As more American settlers came to the region, many of them made a first stop at Fort Vancouver. At the fort, new arrivals could find out more about the area, and obtain supplies. In the mid-19th century, there was a changeover from the Fort to U.S. Army barracks. The international boundary between Canada and the United States was set at its current location, resolving the question of British vs. American territories in the Pacific Northwest. The British Hudson’s Bay Company coexisted with the U.S. Army for about a decade, then moved to Victoria, in British Columbia.

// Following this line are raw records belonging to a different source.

//! Property-based tests for facet partitioning, domain merging, binning and
//! discrete guides.
//!
//! Run: cargo test --test properties_test
#![allow(clippy::unwrap_used)]

use std::collections::{BTreeSet, HashMap};

use proptest::prelude::*;
use trueno_gg::config::{ScaleConfig, StatConfig};
use trueno_gg::fit::DefaultFitter;
use trueno_gg::grammar::{
    axis, bin_edges, bin_index, partition, Aes, BinParams, Channel, DataFrame, DomainSet, FacetSpec, FixedAes,
    LevelKey, ResolvedAes, ScaleInput, ScaleManager, ScalesPolicy, Stat, StatContext,
};

const ROWS: [&str; 3] = ["4", "6", "8"];
const COLS: [&str; 4] = ["f", "r", "4", "x"];

fn cells() -> impl Strategy<Value = Vec<(usize, usize)>> {
    prop::collection::vec((0..ROWS.len(), 0..COLS.len()), 1..200)
}

proptest! {
    #![proptest_config(ProptestConfig::with_cases(200))]

    /// A grid holds one panel per combination of observed levels.
    #[test]
    fn prop_grid_panels_cover_rows_once(cells in cells()) {
        let cyl: Vec<&str> = cells.iter().map(|&(r, _)| ROWS[r]).collect();
        let drv: Vec<&str> = cells.iter().map(|&(_, c)| COLS[c]).collect();
        let mut df = DataFrame::new();
        df.add_column_str("cyl", &cyl).unwrap();
        df.add_column_str("drv", &drv).unwrap();

        let panels = partition(&df, &FacetSpec::grid(Some("cyl"), Some("drv"))).unwrap();
        let n_rows = cyl.iter().collect::<BTreeSet<_>>().len();
        let n_cols = drv.iter().collect::<BTreeSet<_>>().len();
        prop_assert_eq!(panels.len(), n_rows * n_cols);

        let mut seen: Vec<usize> = panels.iter().flat_map(|p| p.rows.iter().copied()).collect();
        seen.sort_unstable();
        prop_assert_eq!(seen, (0..cells.len()).collect::<Vec<_>>());
    }

    /// Merging domains gives the same set whatever the order.
    #[test]
    fn prop_domain_merge_order_independent(
        items in prop::collection::vec(
            (prop::collection::vec(-1e3f32..1e3, 0..20), prop::collection::vec(0usize..6, 0..10)),
            1..8,
        )
    ) {
        let sets: Vec<DomainSet> = items
            .iter()
            .enumerate()
            .map(|(layer, (values, levels))| {
                let mut set = DomainSet::new();
                set.register_domain(Channel::X, values, false).unwrap();
                for (row, level) in levels.iter().enumerate() {
                    set.register_level(Channel::Colour, &format!("l{level}"), LevelKey::observed(layer, row)).unwrap();
                }
                set
            })
            .collect();

        let forward = sets.iter().cloned().try_fold(DomainSet::new(), DomainSet::merge).unwrap();
        let backward = sets.iter().rev().cloned().try_fold(DomainSet::new(), DomainSet::merge).unwrap();
        prop_assert_eq!(forward, backward);
    }

    /// Every value lands in exactly one bin.
    #[test]
    fn prop_bin_counts_sum_to_rows(
        values in prop::collection::vec(-100f32..100.0, 1..300),
        bins in 1usize..40,
    ) {
        let mut df = DataFrame::new();
        df.add_column_f32("v", &values).unwrap();
        let aes = ResolvedAes::resolve(&Aes::new().x("v"), &FixedAes::new(), &df).unwrap();
        let rows: Vec<usize> = (0..values.len()).collect();
        let config = StatConfig::default();
        let ctx = StatContext { config: &config, fitter: &DefaultFitter };

        let stat = Stat::Bin(BinParams { bins: Some(bins), ..BinParams::default() });
        let output = stat.compute(&aes, &rows, &ctx).unwrap();
        prop_assert!(output.notes.is_empty(), "notes: {:?}", output.notes);
        let group = &output.groups[0];
        prop_assert_eq!(group.rows.len(), bins);
        let total: f32 = group.rows.iter().map(|r| r.y).sum();
        prop_assert!((total - values.len() as f32).abs() < 1e-3, "total {} for {} rows", total, values.len());
    }

    /// An edge value belongs to the bin it opens; the maximum to the last bin.
    #[test]
    fn prop_bin_edges_are_left_closed(
        lo in -50i32..50,
        width in prop::sample::select(vec![0.25f32, 0.5, 1.0, 2.0, 2.5]),
        n in 1usize..20,
    ) {
        let lo = lo as f32;
        let hi = lo + n as f32 * width;
        let params = BinParams { binwidth: Some(width), ..BinParams::default() };
        let edges = bin_edges((lo, hi), &params, &StatConfig::default()).unwrap();
        prop_assert_eq!(edges.len(), n + 1);

        for k in 0..n {
            prop_assert_eq!(bin_index(&edges, lo + k as f32 * width), Some(k));
        }
        prop_assert_eq!(bin_index(&edges, hi), Some(n - 1));
        prop_assert_eq!(bin_index(&edges, lo - width), None);
        prop_assert_eq!(bin_index(&edges, hi + width), None);
    }

    /// A discrete axis lists the levels in order, and each level maps to its 1-based slot.
    #[test]
    fn prop_discrete_axis_round_trips(levels in prop::collection::btree_set("[a-z]{1,6}", 1..12)) {
        let levels: Vec<String> = levels.into_iter().collect();
        let mut domains = DomainSet::new();
        for (row, level) in levels.iter().enumerate() {
            domains.register_level(Channel::X, level, LevelKey::observed(0, row)).unwrap();
        }

        let trained = ScaleManager::new(HashMap::new(), HashMap::new())
            .finalize(&[domains], ScalesPolicy::Fixed, &ScaleConfig::default())
            .unwrap();
        let x = &trained.panels[0].x;
        let guide = axis(x, 400.0, 5);
        prop_assert_eq!(guide.labels(), levels.iter().map(String::as_str).collect::<Vec<_>>());

        for (i, level) in levels.iter().enumerate() {
            prop_assert_eq!(x.map_value(ScaleInput::Level(level)), Some((i + 1) as f32));
        }
        prop_assert_eq!(x.map_value(ScaleInput::Level("NOT-A-LEVEL")), None);
    }
}
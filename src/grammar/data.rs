//! Tabular data view for Grammar of Graphics.
//!
//! A [`DataFrame`] is an ordered set of named, immutable columns. Columns are
//! shared through `Arc`, so cloning a frame is cheap and deriving a new
//! column never disturbs other holders of the original frame.

use std::collections::HashMap;
use std::sync::Arc;

use chrono::{DateTime, Datelike, NaiveDateTime};
use indexmap::IndexMap;
use serde::{Deserialize, Serialize};

use crate::error::{Error, Result};

use super::expr::Expr;

const SECONDS_PER_DAY: f64 = 86_400.0;

/// Declared kind of a column.
#[derive(Debug, Clone, Copy, PartialEq, Eq, Hash, Serialize, Deserialize)]
#[serde(rename_all = "snake_case")]
pub enum ColumnKind {
    /// Continuous numeric values.
    Continuous,
    /// Categorical values with an ordered set of levels.
    Discrete,
    /// Timestamps, treated as continuous days since the Unix epoch.
    DateTime,
}

/// A value in a data frame.
#[derive(Debug, Clone, PartialEq)]
pub enum DataValue {
    /// A numeric value.
    Number(f32),
    /// A text value.
    Text(String),
    /// A timestamp.
    DateTime(NaiveDateTime),
    /// A missing value.
    Null,
}

impl DataValue {
    /// Numeric view: numbers as-is, timestamps as days since the epoch.
    #[must_use]
    pub fn as_f32(&self) -> Option<f32> {
        match self {
            DataValue::Number(n) => Some(*n),
            DataValue::DateTime(dt) => Some(datetime_to_days(dt)),
            _ => None,
        }
    }

    /// Get as string.
    #[must_use]
    pub fn as_str(&self) -> Option<&str> {
        match self {
            DataValue::Text(s) => Some(s.as_str()),
            _ => None,
        }
    }

    /// Check for a missing value.
    #[must_use]
    pub fn is_null(&self) -> bool {
        matches!(self, DataValue::Null)
    }

    /// Display label used for discrete levels and facet strips.
    #[must_use]
    pub fn label(&self) -> String {
        match self {
            DataValue::Number(n) => format_number(*n),
            DataValue::Text(s) => s.clone(),
            DataValue::DateTime(dt) => dt.format("%Y-%m-%d").to_string(),
            DataValue::Null => "NA".to_string(),
        }
    }
}

impl From<f32> for DataValue {
    fn from(v: f32) -> Self {
        DataValue::Number(v)
    }
}

impl From<&str> for DataValue {
    fn from(s: &str) -> Self {
        DataValue::Text(s.to_string())
    }
}

impl From<String> for DataValue {
    fn from(s: String) -> Self {
        DataValue::Text(s)
    }
}

impl From<NaiveDateTime> for DataValue {
    fn from(dt: NaiveDateTime) -> Self {
        DataValue::DateTime(dt)
    }
}

/// Format a number without a trailing `.0` for integral values.
#[must_use]
pub fn format_number(n: f32) -> String {
    if n.is_finite() && n.fract() == 0.0 && n.abs() < 1e9 {
        format!("{}", n as i64)
    } else {
        let text = format!("{n:.4}");
        text.trim_end_matches('0').trim_end_matches('.').to_string()
    }
}

/// Days since the Unix epoch for a timestamp.
#[must_use]
pub fn datetime_to_days(dt: &NaiveDateTime) -> f32 {
    (dt.and_utc().timestamp() as f64 / SECONDS_PER_DAY) as f32
}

Furs were the first natural resource of the Northwest to be gathered and sold on a massive scale, and so were the first to decline. The fur trade was declining by the mid-19th century, and more settlers were farming. Outside the fort, the village grew through this change in the economy, with more employees arriving from Hawaii. Near the Army Barracks (the former Fort), the City of Vancouver grew to have lumber mills, docks and canneries.

As railroads began to cross the continent to reach the West, access to Vancouver from the Midwest really opened up. People began rushing into Vancouver and Washington Territory in 1883, since they could travel easily on the Northern Pacific Railway to Portland. Once railroads reached Vancouver itself 25 years later, its position as a crossroads between east-west and north-south routes was greatly amplified.

Challenges of topography slowed the railroads in reaching Vancouver, either through the Cascades or along the Washington side (north bank) of the Columbia River. But by 1908, a Washington rail line stopped in Vancouver. Two years later, a railroad bridge crossing the Columbia River opened. The Spokane, Portland & Seattle Railway then connected Vancouver with Portland and Seattle. At the time, it was the longest double-track bridge in the country.